Wednesday 21 December 2016

FT Warns Investors About Student Investments

A study conducted by Ernst & Young prompts the Financial Times to publish an article on the challenges faced by student landlords.

liverpool council student tax increase

Will Liverpool be the first city in the UK to bill council tax to student landlords?

While the idea of investing in student rooms was the buzz term in 2013 and 2014, we’ve been warning our clients to give it a wide berth for a number of years now.

“Investors who have poured billions into student accommodation over the past two years are likely to be hit by falling student numbers over the coming decade.” Judith Evans, Financial Times

A recent article by the Financial Times has now cast further doubt over investing in Purpose Built Student Accommodation (PBSA). Whether you’re already tied into student property already or you’re looking for student investments in 2017, the article is worth reading.

This type of articles is nothing new, mind.

For example, backed by newspaper reports at the time we’ve said that Liverpool is saturated with student room investments. But we’re still receiving emails about a new boutique development in the “under-served Liverpool student market”.

Admittedly, there has been a dramatic decrease of promoted developments, but they’re still there if you look hard enough.

If anything, these developments are often touted around South East Asia such as Malaysia or Singapore. More recently, we know of developers that have pushed this type of investment in China.

The European Referendum vote in summer 2016 is a key moment where incoming student numbers have had to be revised, but even prior to this, the number of students accepted into UK universities had taken a dip.

number of students being accepted to universities to decrease

This shows the projection of students is to go down over the coming years (Source: FT)

With Brexit taking shape in one form or another, the above projection by Ernst & Young clearly shows the direction of travel for students going to university. Compounded by the incumbent Government taking an anti-immigration stance, the incoming foreign numbers are now expected to reduce even more.

Taking into consideration that a lot of these student rooms are targeting the more affluent end of the student market – especially the Chinese market – we can’t see who will be attracted to these expensive private halls of residence.

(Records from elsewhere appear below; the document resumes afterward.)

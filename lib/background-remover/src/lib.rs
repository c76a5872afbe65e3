pub mod color;
pub mod remover;

pub use color::{color_distance, reference_color, threshold};
pub use remover::BackgroundRemover;

use image::RgbaImage;

/// Highest accepted tolerance on the 0-100 scale.
pub const MAX_TOLERANCE: u8 = 100;

/// Tolerance used when nothing else was configured.
pub const DEFAULT_TOLERANCE: u8 = 30;

pub type Result<T> = std::result::Result<T, Error>;

#[derive(thiserror::Error, Debug)]
pub enum Error {
    #[error("Invalid tolerance: {0}, expected 0-100")]
    InvalidTolerance(u8),

    #[error("Mask size {mask_width}x{mask_height} does not match image size {width}x{height}")]
    MaskSizeMismatch {
        width: u32,
        height: u32,
        mask_width: u32,
        mask_height: u32,
    },

    #[error("Image processing error: {0}")]
    ImageProcessing(String),
}

/// Key out every pixel close to the color of pixel (0,0).
///
/// Shorthand for `BackgroundRemover::new().with_tolerance(tolerance).remove(image)`.
pub fn remove(image: &RgbaImage, tolerance: u8) -> Result<RgbaImage> {
    BackgroundRemover::new().with_tolerance(tolerance).remove(image)
}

population forecast for 18-19 year olds

The population forecast of 18 to 19 year olds is due to go down over the coming years

How to benefit from the unsustainability of PBSA

We are keeping an eye on the market. When things go sour with this type of investment – and it’s inevitable that they will in certain areas – it will be a time to pick up a bargain from desperate investors who bought into the student room hype.

It must be remembered however that a lot of these PBSA developments were bought using cash from individual investors. So it is possible that they may be happy to sit on their investment and generate a meager rental return. The heady days of 10% net guaranteed return will have expired by Brexit takes effect and it will be interesting to see what happens.

An added complication is that the blocks would, in most cases, have different investors own different rooms on a leasehold basis. How an entire block would be sold with an agreement between the owners is an entirely different conversation.

It all sounds rather messy.

However, where an opportunity does present itself, as long as it can be snapped up for the right price, it will be a question of how to generate a rent roll from it. Whether that involves planning to convert the entire blocks into more useable rental space for the open market or finding a creative solution for these small studios will be dependent on the size of the development and the location of it.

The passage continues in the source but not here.